Despite it a relatively slow news cycle and a changing mix of products, The New York Times Co. reported Wednesday that it added a net of 180,000 digital-only subscribers in the second quarter.
Also, despite a softening economy and heavy expenses related to turning around its money-losing acquisition, The Athletic, the Times recorded respectable profitability – $62 million net on revenues of $556 million (an 11.2% margin) for the quarter.
For years, the Times financial reports have emphasized digital subscriber growth and broken down the gains between news and vertical products like games and cooking. That stopped with the current quarter. Asked directly in a conference call with analysts how much of the 180,000 gain was from news, CEO Meredith Kopit Levien would not say.

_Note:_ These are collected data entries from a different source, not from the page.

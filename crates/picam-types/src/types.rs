//! Session configuration types.

use std::time::Duration;

use serde::{Deserialize, Serialize};

use crate::params::CameraParameters;

/// Run time used when no timeout has been configured.
pub const DEFAULT_TIMEOUT_MS: u64 = 5000;

/// Settings shared by the video and still pipelines.
#[derive(Debug, Clone, PartialEq, Serialize, Deserialize)]
#[serde(default)]
pub struct CommonSettings {
    /// Physical camera index.
    pub camera_num: u32,

    /// Sensor mode (0 = automatic).
    pub sensor_mode: u32,

    /// Requested width in pixels (0 = sensor maximum).
    pub width: u32,

    /// Requested height in pixels (0 = sensor maximum).
    pub height: u32,

    /// Sensor name, filled in by discovery.
    pub camera_name: String,

    /// Raise logging to debug level.
    pub verbose: bool,
}

impl Default for CommonSettings {
    fn default() -> Self {
        Self {
            camera_num: 0,
            sensor_mode: 0,
            width: 0,
            height: 0,
            camera_name: "(Unknown)".to_string(),
            verbose: false,
        }
    }
}

/// Preview window geometry.
#[derive(Debug, Clone, Copy, PartialEq, Eq, Serialize, Deserialize)]
pub struct Window {
    pub x: i32,
    pub y: i32,
    pub width: u32,
    pub height: u32,
}

impl Default for Window {
    fn default() -> Self {
        Self {
            x: 0,
            y: 0,
            width: 1024,
            height: 768,
        }
    }
}

/// Preview (display) configuration.
#[derive(Debug, Clone, PartialEq, Serialize, Deserialize)]
#[serde(default)]
pub struct PreviewConfig {
    /// Build a renderer; a null sink is used otherwise.
    pub want_preview: bool,

    /// Render full screen, ignoring `window`.
    pub fullscreen: bool,

    /// Opacity 0-255.
    pub opacity: u8,

    /// Destination rectangle when not full screen.
    pub window: Window,

    /// Display layer.
    pub layer: i32,

    /// Display number.
    pub display: u32,
}

impl Default for PreviewConfig {
    fn default() -> Self {
        Self {
            want_preview: true,
            fullscreen: true,
            opacity: 255,
            window: Window::default(),
            layer: 2,
            display: 0,
        }
    }
}

/// Video encoding.
#[derive(Debug, Clone, Copy, Default, PartialEq, Eq, Serialize, Deserialize)]
#[serde(rename_all = "lowercase")]
pub enum VideoEncoding {
    #[default]
    H264,
    Mjpeg,
}

/// H.264 profile.
#[derive(Debug, Clone, Copy, Default, PartialEq, Eq, Serialize, Deserialize)]
#[serde(rename_all = "lowercase")]
pub enum H264Profile {
    #[default]
    Baseline,
    Main,
    High,
}

/// H.264 level.
#[derive(Debug, Clone, Copy, Default, PartialEq, Eq, Serialize, Deserialize)]
pub enum H264Level {
    #[serde(rename = "4")]
    #[default]
    L4,
    #[serde(rename = "4.1")]
    L41,
    #[serde(rename = "4.2")]
    L42,
}

impl H264Level {
    /// Returns the display name for this level.
    pub fn name(self) -> &'static str {
        match self {
            Self::L4 => "4",
            Self::L41 => "4.1",
            Self::L42 => "4.2",
        }
    }
}

/// Intra refresh mode.
#[derive(Debug, Clone, Copy, PartialEq, Eq, Serialize, Deserialize)]
#[serde(rename_all = "lowercase")]
pub enum IntraRefreshType {
    Cyclic,
    Adaptive,
    Both,
    CyclicRows,
}

/// How the video pipeline switches between running and paused.
#[derive(Debug, Clone, Copy, Default, PartialEq, Eq, Serialize, Deserialize)]
#[serde(rename_all = "lowercase")]
pub enum WaitMethod {
    /// Run once for the timeout.
    #[default]
    None,
    /// Alternate on/off times until the timeout.
    Timed,
    /// Toggle on each line of input.
    Keypress,
    /// Toggle on each external notification.
    Signal,
    /// Run until aborted.
    Forever,
}

/// How the still pipeline paces captures.
#[derive(Debug, Clone, Copy, Default, PartialEq, Eq, Serialize, Deserialize)]
#[serde(rename_all = "lowercase")]
pub enum FrameNextMethod {
    #[default]
    Single,
    Timelapse,
    Keypress,
    Forever,
    Gpio,
    Signal,
    Immediate,
}

/// JPEG thumbnail configuration.
#[derive(Debug, Clone, Copy, PartialEq, Eq, Serialize, Deserialize)]
#[serde(default)]
pub struct ThumbnailConfig {
    pub enable: bool,
    pub width: u32,
    pub height: u32,
    pub quality: u32,
}

impl Default for ThumbnailConfig {
    fn default() -> Self {
        Self {
            enable: true,
            width: 64,
            height: 48,
            quality: 35,
        }
    }
}

/// Configuration for a video capture session.
#[derive(Debug, Clone, PartialEq, Serialize, Deserialize)]
#[serde(default)]
pub struct VideoConfig {
    pub common: CommonSettings,
    pub camera: CameraParameters,

    /// Overall run time in milliseconds (0 = unbounded, None = default).
    pub timeout_ms: Option<u64>,

    pub encoding: VideoEncoding,

    /// Requested bitrate in bits per second.
    pub bitrate: u32,

    /// Frames per second.
    pub framerate: u32,

    /// GOP period (None = encoder default).
    pub intraperiod: Option<u32>,

    /// Fixed quantisation parameter (0 = rate controlled).
    pub quantisation: u32,

    pub profile: H264Profile,
    pub level: H264Level,
    pub inline_headers: bool,
    pub inline_motion_vectors: bool,
    pub add_sps_timing: bool,
    pub immutable_input: bool,
    pub intra_refresh: Option<IntraRefreshType>,

    /// Horizontal slices per frame.
    pub slices: u32,

    pub wait_method: WaitMethod,
    pub on_time_ms: u64,
    pub off_time_ms: u64,

    /// Rotate the segment after this many milliseconds (0 = never).
    pub segment_size_ms: u64,

    /// Wrap segment numbers after this value (0 = never).
    pub segment_wrap: u32,

    /// First segment number.
    pub segment_number: u32,

    /// Start a new segment on every pause.
    pub split_wait: bool,
}

impl Default for VideoConfig {
    fn default() -> Self {
        Self {
            common: CommonSettings {
                width: 1920,
                height: 1080,
                ..CommonSettings::default()
            },
            camera: CameraParameters::default(),
            timeout_ms: None,
            encoding: VideoEncoding::H264,
            bitrate: 17_000_000,
            framerate: 30,
            intraperiod: None,
            quantisation: 0,
            profile: H264Profile::Baseline,
            level: H264Level::L4,
            inline_headers: false,
            inline_motion_vectors: false,
            add_sps_timing: false,
            immutable_input: true,
            intra_refresh: None,
            slices: 1,
            wait_method: WaitMethod::None,
            on_time_ms: 5000,
            off_time_ms: 5000,
            segment_size_ms: 0,
            segment_wrap: 0,
            segment_number: 1,
            split_wait: false,
        }
    }
}

impl VideoConfig {
    /// Returns the overall run time; zero means unbounded.
    pub fn timeout(&self) -> Duration {
        Duration::from_millis(self.timeout_ms.unwrap_or(DEFAULT_TIMEOUT_MS))
    }
}

/// Configuration for a still capture session.
#[derive(Debug, Clone, PartialEq, Serialize, Deserialize)]
#[serde(default)]
pub struct StillConfig {
    pub common: CommonSettings,
    pub camera: CameraParameters,
    pub preview: PreviewConfig,

    /// Overall run time in milliseconds (None = default).
    pub timeout_ms: Option<u64>,

    /// JPEG quality 0-100.
    pub quality: u32,

    /// JPEG restart interval (0 = none).
    pub restart_interval: u32,

    pub thumbnail: ThumbnailConfig,

    pub frame_next: FrameNextMethod,

    /// Interval between timelapse frames in milliseconds.
    pub timelapse_ms: u64,

    /// Index of the first frame.
    pub frame_start: u32,

    /// Keep the pipeline in burst mode between captures.
    pub burst: bool,

    /// Attach raw sensor data to each capture.
    pub raw: bool,

    /// Number frames by Unix time instead of index.
    pub timestamp: bool,

    /// Preview at full capture resolution.
    pub full_res_preview: bool,
}

impl Default for StillConfig {
    fn default() -> Self {
        Self {
            common: CommonSettings::default(),
            camera: CameraParameters::default(),
            preview: PreviewConfig::default(),
            timeout_ms: None,
            quality: 85,
            restart_interval: 0,
            thumbnail: ThumbnailConfig::default(),
            frame_next: FrameNextMethod::Single,
            timelapse_ms: 0,
            frame_start: 0,
            burst: false,
            raw: false,
            timestamp: false,
            full_res_preview: false,
        }
    }
}

impl StillConfig {
    /// Returns the overall run time; zero means unbounded.
    pub fn timeout(&self) -> Duration {
        Duration::from_millis(self.timeout_ms.unwrap_or(DEFAULT_TIMEOUT_MS))
    }
}

/// Session counters.
#[derive(Debug, Clone, Default, Serialize, Deserialize)]
pub struct SessionMetrics {
    /// Logical frames delivered to the consumer.
    pub frames_delivered: u64,

    /// Payload bytes delivered to the consumer.
    pub bytes_delivered: u64,

    /// Buffers skipped for a missing or repeated timestamp.
    pub skipped_buffers: u64,

    /// Buffers that could not be handed back to the port.
    pub resubmit_failures: u64,

    /// Completed still images.
    pub stills_captured: u64,

    /// Segment rotations.
    pub segments_rotated: u64,

    /// Number of capture toggles.
    pub capture_toggles: u64,

    /// Session uptime in seconds.
    pub uptime_seconds: u64,
}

Instead she reiterated several times in the call that the current marketing emphasis is on an all-access subscription bundle that gives a reader access to news, games, cooking, The Athletic and the product recommendation site Wirecutter.
New bundle subscribers accounted for more than half of the growth in the period, she said. And with 10.5 million total subscriptions now, the company is continuing to target a goal of 15 million by the end of 2027.
She summed up the company’s current strategy as having “the essential news subscription for an addressable market of 135 million English speakers” in the US and abroad, together with “more valuable content to more people in managing their daily lives.”
With its national/international reach and steady stream of acquisitions, the Times is quite different from the nation’s struggling regional newspaper sector. But I would expect some of the trends discussed to turn up in Gannett’s earnings report Thursday. The so-called “headwinds” are also undoubtedly squeezing revenues in the large portion of the industry that is privately held and therefore does not disclose financial results.
Kopit Levien said that the uncertain economic climate caused some digital advertisers in categories like tech, streaming services and finance to pull back. (Typically, reduced newspaper ad spend precedes or comes early in a recession). She added that as the news cycle slowed in the quarter, some advertisers became less interested in having their messages adjacent to news content.
At the Times, two of its strong print advertising categories were bouncing back compared to the same period a year ago, offsetting a 2.4% year-to-year decline in digital advertising. (Regional papers are much less likely to have that kind of boost.)
The company expects the digital ad revenue decline to continue into the third quarter and worsen on a percentage basis.
Subscription revenue, now more than three times as much as advertising, was a bright spot in the Times financials – up 13.1% year-to-year, even though the number of print subscribers and the revenue they generate are down.
Costs were up 19.6% year-to-year as the company spent heavily on The Athletic and promoting its various subscription options. Kopit Levien also expects spending on newsroom expansion to continue to grow. She said that measures of profitability should be back on a more stable upward path by 2023.
The report was in line with what analysts had expected. New York Times Co. share price was not much affected, up 1% percent in noontime trading.